### YOUR OBJECTIVE
Your output should be the lines of the entries below, exactly, from the first one through the line that holds "use std::time::Duration;".

Segment Start: PROVIDED ENTRIES

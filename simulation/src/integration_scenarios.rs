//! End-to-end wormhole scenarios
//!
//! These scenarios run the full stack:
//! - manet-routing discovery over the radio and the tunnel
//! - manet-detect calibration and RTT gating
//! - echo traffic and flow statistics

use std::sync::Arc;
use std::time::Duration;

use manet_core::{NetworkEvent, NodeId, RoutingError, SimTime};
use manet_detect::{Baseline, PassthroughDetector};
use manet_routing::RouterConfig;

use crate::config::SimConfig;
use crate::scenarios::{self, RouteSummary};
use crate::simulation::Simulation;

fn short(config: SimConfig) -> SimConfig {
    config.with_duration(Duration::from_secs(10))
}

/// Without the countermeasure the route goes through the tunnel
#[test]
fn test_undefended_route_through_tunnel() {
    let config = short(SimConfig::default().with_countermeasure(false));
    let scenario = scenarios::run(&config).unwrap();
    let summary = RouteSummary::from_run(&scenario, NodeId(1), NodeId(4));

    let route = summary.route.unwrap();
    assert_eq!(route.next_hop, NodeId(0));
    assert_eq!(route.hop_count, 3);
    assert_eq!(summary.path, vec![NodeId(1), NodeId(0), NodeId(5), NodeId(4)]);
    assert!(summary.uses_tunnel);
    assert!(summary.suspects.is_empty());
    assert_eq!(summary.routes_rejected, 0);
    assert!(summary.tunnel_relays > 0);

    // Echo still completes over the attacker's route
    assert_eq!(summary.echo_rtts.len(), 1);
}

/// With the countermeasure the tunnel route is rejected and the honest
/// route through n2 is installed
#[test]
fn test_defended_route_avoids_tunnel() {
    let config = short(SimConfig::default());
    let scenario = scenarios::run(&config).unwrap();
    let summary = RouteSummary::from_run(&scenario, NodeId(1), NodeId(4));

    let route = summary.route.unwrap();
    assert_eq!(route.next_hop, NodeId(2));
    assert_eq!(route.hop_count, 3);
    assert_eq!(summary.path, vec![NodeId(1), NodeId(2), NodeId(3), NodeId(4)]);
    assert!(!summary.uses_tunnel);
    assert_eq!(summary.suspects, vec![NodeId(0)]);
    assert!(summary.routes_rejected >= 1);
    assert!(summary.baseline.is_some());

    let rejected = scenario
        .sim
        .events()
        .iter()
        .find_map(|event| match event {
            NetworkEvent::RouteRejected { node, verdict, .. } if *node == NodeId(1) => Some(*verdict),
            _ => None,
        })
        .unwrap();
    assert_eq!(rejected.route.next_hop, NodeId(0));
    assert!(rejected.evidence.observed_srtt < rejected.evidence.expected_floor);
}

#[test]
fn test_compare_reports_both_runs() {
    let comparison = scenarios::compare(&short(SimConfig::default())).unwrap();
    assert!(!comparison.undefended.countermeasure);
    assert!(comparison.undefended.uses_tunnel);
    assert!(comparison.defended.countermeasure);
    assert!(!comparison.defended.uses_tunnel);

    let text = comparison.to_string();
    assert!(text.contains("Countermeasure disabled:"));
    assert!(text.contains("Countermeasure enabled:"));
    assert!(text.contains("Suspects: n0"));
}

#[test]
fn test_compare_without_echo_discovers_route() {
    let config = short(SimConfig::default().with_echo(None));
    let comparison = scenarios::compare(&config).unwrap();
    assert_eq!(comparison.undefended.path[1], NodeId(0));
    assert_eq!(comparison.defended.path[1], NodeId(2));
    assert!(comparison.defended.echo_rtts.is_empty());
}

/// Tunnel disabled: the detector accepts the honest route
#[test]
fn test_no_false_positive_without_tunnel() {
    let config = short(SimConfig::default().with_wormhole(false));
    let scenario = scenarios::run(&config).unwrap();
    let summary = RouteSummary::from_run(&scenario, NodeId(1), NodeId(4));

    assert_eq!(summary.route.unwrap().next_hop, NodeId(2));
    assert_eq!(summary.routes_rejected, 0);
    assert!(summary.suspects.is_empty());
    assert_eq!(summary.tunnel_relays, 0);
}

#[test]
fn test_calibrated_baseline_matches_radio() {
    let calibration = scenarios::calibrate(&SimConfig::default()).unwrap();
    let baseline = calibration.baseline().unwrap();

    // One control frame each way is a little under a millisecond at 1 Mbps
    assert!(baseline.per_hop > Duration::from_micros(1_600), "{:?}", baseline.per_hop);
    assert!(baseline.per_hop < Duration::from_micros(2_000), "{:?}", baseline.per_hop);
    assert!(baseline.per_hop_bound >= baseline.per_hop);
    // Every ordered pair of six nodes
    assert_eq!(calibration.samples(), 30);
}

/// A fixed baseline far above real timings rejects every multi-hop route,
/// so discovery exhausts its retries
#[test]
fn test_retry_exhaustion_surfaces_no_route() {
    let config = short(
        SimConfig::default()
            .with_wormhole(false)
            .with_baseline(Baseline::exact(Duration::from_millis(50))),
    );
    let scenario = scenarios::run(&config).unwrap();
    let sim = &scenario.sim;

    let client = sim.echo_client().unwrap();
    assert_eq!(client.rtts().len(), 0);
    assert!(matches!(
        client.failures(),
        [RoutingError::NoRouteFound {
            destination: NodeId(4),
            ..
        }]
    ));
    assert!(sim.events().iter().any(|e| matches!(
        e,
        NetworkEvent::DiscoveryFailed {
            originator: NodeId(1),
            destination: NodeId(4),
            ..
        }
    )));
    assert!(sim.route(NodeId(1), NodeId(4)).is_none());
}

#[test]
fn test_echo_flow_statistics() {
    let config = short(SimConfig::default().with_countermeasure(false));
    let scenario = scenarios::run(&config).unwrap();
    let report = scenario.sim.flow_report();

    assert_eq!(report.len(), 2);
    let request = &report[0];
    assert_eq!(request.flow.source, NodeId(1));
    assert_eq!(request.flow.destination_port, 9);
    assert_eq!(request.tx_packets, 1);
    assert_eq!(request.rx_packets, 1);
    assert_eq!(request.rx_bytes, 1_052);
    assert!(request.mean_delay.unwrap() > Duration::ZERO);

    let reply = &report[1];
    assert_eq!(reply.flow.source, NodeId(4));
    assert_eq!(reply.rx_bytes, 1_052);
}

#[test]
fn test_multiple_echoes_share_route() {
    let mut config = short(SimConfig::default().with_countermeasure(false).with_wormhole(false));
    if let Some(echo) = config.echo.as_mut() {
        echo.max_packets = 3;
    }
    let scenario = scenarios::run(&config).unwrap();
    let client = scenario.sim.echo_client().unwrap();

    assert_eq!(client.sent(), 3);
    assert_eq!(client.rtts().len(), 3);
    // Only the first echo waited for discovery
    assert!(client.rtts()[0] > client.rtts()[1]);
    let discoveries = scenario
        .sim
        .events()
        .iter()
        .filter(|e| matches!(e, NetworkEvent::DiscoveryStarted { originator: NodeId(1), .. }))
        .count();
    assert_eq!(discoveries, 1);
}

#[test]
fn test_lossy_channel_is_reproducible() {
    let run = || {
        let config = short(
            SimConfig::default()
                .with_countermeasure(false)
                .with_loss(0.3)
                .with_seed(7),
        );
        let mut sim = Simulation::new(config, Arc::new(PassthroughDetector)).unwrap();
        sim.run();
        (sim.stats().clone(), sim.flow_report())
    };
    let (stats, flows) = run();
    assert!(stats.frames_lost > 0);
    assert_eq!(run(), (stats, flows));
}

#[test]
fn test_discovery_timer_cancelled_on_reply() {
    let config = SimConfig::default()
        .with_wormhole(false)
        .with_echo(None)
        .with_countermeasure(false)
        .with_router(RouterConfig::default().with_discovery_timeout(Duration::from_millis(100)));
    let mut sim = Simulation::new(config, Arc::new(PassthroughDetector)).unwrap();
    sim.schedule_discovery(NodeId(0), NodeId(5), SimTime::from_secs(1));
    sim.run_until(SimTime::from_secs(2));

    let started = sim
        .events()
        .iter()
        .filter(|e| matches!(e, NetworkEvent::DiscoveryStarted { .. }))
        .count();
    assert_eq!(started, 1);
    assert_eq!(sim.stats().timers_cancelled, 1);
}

Segment End: PROVIDED ENTRIES

### OUTPUT FOR THIS EXERCISE
filename simulation/src/integration_scenarios.rs
//! End-to-end wormhole scenarios
//!
//! These scenarios run the full stack:
//! - manet-routing discovery over the radio and the tunnel
//! - manet-detect calibration and RTT gating
//! - echo traffic and flow statistics

use std::sync::Arc;
use std::time::Duration;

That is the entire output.